* [INPUT DATA]:
================

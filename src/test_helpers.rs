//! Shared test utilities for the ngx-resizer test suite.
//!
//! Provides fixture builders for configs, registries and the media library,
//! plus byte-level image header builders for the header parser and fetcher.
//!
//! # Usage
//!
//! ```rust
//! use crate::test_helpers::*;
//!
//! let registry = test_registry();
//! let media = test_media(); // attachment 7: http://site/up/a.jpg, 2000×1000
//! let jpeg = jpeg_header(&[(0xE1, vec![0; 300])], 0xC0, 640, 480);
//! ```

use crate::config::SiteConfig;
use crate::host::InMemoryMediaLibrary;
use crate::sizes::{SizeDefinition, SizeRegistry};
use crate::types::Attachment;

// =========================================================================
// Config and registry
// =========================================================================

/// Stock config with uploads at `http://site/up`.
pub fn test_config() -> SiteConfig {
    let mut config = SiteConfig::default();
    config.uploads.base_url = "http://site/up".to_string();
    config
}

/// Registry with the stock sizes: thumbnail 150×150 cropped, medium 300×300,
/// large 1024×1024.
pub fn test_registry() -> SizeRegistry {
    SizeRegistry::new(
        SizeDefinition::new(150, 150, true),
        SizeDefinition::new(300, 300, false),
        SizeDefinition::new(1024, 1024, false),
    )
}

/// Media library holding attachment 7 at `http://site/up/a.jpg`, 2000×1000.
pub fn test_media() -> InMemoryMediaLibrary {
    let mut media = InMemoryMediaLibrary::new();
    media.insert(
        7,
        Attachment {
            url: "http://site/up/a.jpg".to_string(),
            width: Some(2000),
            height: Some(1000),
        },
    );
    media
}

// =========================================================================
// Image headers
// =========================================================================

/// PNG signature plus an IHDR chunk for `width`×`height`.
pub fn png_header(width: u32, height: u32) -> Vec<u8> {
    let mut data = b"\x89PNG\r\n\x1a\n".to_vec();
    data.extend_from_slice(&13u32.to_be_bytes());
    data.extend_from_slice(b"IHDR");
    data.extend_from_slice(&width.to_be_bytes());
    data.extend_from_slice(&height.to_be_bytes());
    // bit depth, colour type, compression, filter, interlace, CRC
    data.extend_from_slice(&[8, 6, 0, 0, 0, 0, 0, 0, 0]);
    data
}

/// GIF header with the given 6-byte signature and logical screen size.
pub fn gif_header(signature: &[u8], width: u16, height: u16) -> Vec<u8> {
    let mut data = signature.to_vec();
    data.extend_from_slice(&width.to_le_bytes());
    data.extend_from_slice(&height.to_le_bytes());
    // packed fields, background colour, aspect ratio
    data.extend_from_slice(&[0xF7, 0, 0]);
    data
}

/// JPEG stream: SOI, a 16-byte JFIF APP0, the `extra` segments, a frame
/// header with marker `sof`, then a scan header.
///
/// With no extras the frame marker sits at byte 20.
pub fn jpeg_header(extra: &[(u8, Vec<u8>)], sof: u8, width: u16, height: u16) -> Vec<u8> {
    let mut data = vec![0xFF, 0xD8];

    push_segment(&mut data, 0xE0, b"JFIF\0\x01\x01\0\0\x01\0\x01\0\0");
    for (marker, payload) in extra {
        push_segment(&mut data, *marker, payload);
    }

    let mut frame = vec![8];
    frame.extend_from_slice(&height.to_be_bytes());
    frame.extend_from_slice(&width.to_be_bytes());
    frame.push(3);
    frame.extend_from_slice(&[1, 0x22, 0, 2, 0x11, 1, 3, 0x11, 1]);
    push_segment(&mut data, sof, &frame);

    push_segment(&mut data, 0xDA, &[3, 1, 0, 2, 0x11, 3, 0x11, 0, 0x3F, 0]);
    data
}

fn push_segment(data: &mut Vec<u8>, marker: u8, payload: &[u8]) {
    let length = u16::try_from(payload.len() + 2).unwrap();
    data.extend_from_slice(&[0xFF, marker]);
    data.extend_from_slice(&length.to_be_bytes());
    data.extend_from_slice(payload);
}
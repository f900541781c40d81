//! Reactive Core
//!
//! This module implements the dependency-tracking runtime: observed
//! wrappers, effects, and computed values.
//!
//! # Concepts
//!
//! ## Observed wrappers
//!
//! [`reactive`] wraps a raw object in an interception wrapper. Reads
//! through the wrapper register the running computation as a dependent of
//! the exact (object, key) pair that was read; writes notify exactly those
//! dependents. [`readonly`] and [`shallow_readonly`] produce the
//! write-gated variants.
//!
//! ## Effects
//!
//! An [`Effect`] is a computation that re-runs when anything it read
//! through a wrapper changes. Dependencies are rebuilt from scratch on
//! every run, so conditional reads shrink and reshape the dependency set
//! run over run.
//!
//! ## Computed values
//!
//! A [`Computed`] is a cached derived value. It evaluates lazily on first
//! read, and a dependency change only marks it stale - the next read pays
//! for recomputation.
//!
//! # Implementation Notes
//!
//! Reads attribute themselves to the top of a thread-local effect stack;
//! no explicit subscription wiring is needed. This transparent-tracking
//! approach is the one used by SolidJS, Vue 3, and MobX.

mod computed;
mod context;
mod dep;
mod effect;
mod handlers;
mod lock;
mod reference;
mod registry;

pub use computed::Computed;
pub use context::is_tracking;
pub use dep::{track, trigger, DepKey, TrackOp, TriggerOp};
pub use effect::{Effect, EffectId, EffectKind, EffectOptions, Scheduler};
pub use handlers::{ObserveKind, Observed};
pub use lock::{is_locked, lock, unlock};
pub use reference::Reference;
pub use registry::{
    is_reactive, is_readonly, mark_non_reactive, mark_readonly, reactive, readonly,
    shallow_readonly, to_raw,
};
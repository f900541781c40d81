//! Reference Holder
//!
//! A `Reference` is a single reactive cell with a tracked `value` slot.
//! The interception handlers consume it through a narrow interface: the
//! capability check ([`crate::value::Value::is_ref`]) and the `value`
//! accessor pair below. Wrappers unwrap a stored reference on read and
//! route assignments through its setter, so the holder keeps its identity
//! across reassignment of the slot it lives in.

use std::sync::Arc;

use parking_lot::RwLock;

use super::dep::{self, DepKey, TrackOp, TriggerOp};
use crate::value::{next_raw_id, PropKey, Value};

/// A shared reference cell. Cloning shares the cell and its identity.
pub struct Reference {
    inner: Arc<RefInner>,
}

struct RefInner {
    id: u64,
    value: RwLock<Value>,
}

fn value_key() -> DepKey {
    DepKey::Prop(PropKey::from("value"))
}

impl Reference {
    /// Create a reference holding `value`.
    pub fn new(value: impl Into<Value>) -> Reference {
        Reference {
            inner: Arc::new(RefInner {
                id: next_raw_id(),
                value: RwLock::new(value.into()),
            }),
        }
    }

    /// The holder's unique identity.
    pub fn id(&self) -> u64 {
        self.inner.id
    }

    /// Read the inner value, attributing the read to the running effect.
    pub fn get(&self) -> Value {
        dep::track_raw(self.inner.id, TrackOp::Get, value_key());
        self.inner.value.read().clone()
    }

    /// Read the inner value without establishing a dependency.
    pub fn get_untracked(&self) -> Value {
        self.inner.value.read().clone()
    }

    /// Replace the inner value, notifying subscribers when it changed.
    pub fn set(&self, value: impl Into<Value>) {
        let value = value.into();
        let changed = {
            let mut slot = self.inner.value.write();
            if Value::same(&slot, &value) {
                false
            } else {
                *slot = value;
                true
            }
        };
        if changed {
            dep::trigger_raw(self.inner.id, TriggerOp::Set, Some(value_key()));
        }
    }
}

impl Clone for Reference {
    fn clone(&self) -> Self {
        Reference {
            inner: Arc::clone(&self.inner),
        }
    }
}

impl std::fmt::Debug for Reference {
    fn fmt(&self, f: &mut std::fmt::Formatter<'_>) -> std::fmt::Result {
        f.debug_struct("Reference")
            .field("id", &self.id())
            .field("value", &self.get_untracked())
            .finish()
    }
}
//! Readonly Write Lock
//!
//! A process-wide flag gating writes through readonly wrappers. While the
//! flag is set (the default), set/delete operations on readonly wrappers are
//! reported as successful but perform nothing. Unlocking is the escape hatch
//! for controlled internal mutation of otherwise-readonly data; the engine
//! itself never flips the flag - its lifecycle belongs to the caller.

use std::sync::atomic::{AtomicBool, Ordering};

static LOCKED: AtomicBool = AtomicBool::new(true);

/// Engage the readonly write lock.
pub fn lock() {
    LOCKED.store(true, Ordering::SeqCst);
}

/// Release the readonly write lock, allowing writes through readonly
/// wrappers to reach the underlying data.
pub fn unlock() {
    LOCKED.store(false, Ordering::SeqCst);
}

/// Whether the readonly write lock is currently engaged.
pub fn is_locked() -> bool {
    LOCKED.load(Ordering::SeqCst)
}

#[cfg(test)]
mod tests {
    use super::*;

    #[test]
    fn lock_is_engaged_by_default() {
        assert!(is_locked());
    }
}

================

Copy out each line in the listing that has the word "writes".

* [TASK RESULT]:
//! the exact (object, key) pair that was read; writes notify exactly those
//! A process-wide flag gating writes through readonly wrappers. While the
/// Release the readonly write lock, allowing writes through readonly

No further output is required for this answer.